> Exercise directions
The required result is each line of the entries below containing the string "defs".

- Opening Delimiter -

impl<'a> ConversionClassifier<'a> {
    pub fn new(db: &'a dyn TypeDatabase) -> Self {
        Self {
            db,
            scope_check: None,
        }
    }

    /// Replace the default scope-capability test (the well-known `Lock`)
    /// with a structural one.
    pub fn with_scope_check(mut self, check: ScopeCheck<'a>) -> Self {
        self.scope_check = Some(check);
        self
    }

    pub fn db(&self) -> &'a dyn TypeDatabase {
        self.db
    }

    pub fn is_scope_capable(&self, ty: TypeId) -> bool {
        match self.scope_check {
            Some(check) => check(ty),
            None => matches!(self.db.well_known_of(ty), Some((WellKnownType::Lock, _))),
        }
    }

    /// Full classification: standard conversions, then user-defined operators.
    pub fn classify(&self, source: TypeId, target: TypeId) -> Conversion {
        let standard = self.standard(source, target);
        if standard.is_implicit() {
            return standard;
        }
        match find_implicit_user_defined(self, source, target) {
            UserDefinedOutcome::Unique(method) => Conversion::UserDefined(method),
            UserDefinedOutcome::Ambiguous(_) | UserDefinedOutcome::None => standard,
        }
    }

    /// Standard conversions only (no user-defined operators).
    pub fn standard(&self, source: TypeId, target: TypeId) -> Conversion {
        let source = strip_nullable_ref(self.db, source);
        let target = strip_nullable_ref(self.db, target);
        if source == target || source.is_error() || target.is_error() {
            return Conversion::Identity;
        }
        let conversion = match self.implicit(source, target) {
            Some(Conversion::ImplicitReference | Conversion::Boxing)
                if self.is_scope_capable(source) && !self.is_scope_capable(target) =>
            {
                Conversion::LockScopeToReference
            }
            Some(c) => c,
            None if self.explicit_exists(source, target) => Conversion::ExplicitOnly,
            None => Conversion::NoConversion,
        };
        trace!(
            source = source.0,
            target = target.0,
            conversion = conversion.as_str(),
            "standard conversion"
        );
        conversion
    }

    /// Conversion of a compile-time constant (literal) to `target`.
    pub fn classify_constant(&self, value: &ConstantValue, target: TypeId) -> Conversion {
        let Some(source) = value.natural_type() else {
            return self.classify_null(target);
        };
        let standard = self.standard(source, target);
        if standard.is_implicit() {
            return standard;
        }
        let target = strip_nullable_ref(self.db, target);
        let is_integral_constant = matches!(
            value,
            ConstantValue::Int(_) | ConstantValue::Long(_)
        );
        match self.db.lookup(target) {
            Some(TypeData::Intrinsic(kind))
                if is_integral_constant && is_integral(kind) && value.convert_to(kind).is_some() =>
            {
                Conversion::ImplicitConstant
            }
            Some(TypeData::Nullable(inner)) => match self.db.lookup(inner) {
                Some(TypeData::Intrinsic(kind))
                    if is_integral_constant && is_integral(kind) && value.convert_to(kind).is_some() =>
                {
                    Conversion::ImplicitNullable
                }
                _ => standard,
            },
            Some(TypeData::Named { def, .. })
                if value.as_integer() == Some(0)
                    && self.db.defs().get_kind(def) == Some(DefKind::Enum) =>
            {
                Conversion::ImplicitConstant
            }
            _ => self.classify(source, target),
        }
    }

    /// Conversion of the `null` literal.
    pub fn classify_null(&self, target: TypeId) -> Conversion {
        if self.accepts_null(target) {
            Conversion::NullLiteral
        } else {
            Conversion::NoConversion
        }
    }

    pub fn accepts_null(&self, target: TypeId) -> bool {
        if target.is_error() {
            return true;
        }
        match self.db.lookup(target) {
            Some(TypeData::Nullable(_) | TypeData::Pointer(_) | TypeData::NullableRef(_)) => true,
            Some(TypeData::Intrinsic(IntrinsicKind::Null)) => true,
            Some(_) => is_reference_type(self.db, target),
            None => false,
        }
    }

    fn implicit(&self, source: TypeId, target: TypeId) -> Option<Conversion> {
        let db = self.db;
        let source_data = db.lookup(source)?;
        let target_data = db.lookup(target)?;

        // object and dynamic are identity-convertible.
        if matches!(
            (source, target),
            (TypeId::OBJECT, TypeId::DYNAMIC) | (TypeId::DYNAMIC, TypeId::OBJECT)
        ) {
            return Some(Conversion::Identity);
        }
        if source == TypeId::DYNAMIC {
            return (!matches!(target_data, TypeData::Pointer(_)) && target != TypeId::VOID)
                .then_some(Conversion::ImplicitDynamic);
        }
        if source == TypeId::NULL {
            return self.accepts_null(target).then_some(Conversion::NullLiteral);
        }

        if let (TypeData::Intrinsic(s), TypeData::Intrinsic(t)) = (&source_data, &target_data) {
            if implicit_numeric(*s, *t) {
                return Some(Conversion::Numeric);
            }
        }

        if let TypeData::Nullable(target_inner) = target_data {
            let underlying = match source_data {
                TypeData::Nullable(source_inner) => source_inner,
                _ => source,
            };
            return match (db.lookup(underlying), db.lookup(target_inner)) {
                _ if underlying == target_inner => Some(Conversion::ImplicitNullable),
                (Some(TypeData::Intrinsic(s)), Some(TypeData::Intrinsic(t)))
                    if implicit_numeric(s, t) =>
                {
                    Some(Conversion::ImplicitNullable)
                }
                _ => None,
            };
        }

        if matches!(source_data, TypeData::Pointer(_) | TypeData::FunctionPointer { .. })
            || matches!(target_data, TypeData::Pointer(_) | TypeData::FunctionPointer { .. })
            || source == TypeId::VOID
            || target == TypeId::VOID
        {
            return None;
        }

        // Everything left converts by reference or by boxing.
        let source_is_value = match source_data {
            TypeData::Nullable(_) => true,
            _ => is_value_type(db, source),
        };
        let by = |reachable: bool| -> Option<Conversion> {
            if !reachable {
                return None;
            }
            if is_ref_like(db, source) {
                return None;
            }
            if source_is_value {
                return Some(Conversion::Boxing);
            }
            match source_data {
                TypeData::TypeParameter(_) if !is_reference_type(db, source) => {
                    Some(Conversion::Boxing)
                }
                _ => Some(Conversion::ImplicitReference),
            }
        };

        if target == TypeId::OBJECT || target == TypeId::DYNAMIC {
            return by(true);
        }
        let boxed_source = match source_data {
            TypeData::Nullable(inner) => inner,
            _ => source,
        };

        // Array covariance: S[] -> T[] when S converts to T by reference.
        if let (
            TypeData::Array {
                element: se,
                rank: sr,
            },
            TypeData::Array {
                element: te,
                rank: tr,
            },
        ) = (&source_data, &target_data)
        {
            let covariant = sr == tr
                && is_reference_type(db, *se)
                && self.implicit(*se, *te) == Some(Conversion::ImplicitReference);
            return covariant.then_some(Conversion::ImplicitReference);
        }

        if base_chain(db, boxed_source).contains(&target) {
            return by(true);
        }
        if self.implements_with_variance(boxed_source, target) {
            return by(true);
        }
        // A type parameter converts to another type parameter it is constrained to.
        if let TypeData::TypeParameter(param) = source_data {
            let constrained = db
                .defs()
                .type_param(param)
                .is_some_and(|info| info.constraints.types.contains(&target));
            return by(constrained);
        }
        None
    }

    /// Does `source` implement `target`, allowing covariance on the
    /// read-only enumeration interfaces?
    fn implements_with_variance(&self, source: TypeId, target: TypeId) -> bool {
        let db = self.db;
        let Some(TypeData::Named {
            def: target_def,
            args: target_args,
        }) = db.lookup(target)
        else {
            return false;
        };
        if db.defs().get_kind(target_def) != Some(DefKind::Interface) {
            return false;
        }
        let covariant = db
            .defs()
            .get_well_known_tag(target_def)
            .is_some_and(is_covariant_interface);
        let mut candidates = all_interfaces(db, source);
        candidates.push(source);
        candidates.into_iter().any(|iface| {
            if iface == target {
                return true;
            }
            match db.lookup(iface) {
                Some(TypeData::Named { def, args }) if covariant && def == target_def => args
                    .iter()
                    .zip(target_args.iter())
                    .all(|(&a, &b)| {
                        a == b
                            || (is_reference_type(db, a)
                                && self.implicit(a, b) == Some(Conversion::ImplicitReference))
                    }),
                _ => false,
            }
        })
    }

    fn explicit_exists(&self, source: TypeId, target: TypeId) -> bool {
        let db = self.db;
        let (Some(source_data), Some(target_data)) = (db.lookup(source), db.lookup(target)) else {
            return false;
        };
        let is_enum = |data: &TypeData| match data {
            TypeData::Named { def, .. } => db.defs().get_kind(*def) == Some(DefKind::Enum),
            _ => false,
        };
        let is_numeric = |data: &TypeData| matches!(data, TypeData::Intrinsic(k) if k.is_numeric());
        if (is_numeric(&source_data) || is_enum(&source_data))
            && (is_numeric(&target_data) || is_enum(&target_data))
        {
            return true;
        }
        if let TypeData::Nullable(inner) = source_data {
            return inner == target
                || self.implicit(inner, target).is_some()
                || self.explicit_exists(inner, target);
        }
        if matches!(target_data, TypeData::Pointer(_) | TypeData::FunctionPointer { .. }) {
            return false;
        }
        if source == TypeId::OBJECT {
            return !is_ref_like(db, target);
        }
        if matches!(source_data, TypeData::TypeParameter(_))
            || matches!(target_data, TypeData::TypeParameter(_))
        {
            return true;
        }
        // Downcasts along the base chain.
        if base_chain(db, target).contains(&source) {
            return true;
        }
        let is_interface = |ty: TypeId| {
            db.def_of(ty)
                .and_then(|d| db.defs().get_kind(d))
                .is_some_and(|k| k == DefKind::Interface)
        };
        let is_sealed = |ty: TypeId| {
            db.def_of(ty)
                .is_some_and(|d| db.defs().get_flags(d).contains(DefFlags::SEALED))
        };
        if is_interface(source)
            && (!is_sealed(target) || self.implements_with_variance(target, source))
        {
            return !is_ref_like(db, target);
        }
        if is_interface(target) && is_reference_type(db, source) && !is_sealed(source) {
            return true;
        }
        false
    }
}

- Closing Delimiter -

> Solution for this task
                    && self.db.defs().get_kind(def) == Some(DefKind::Enum) =>
                .defs()
        if db.defs().get_kind(target_def) != Some(DefKind::Interface) {
            .defs()
            TypeData::Named { def, .. } => db.defs().get_kind(*def) == Some(DefKind::Enum),
                .and_then(|d| db.defs().get_kind(d))
                .is_some_and(|d| db.defs().get_flags(d).contains(DefFlags::SEALED))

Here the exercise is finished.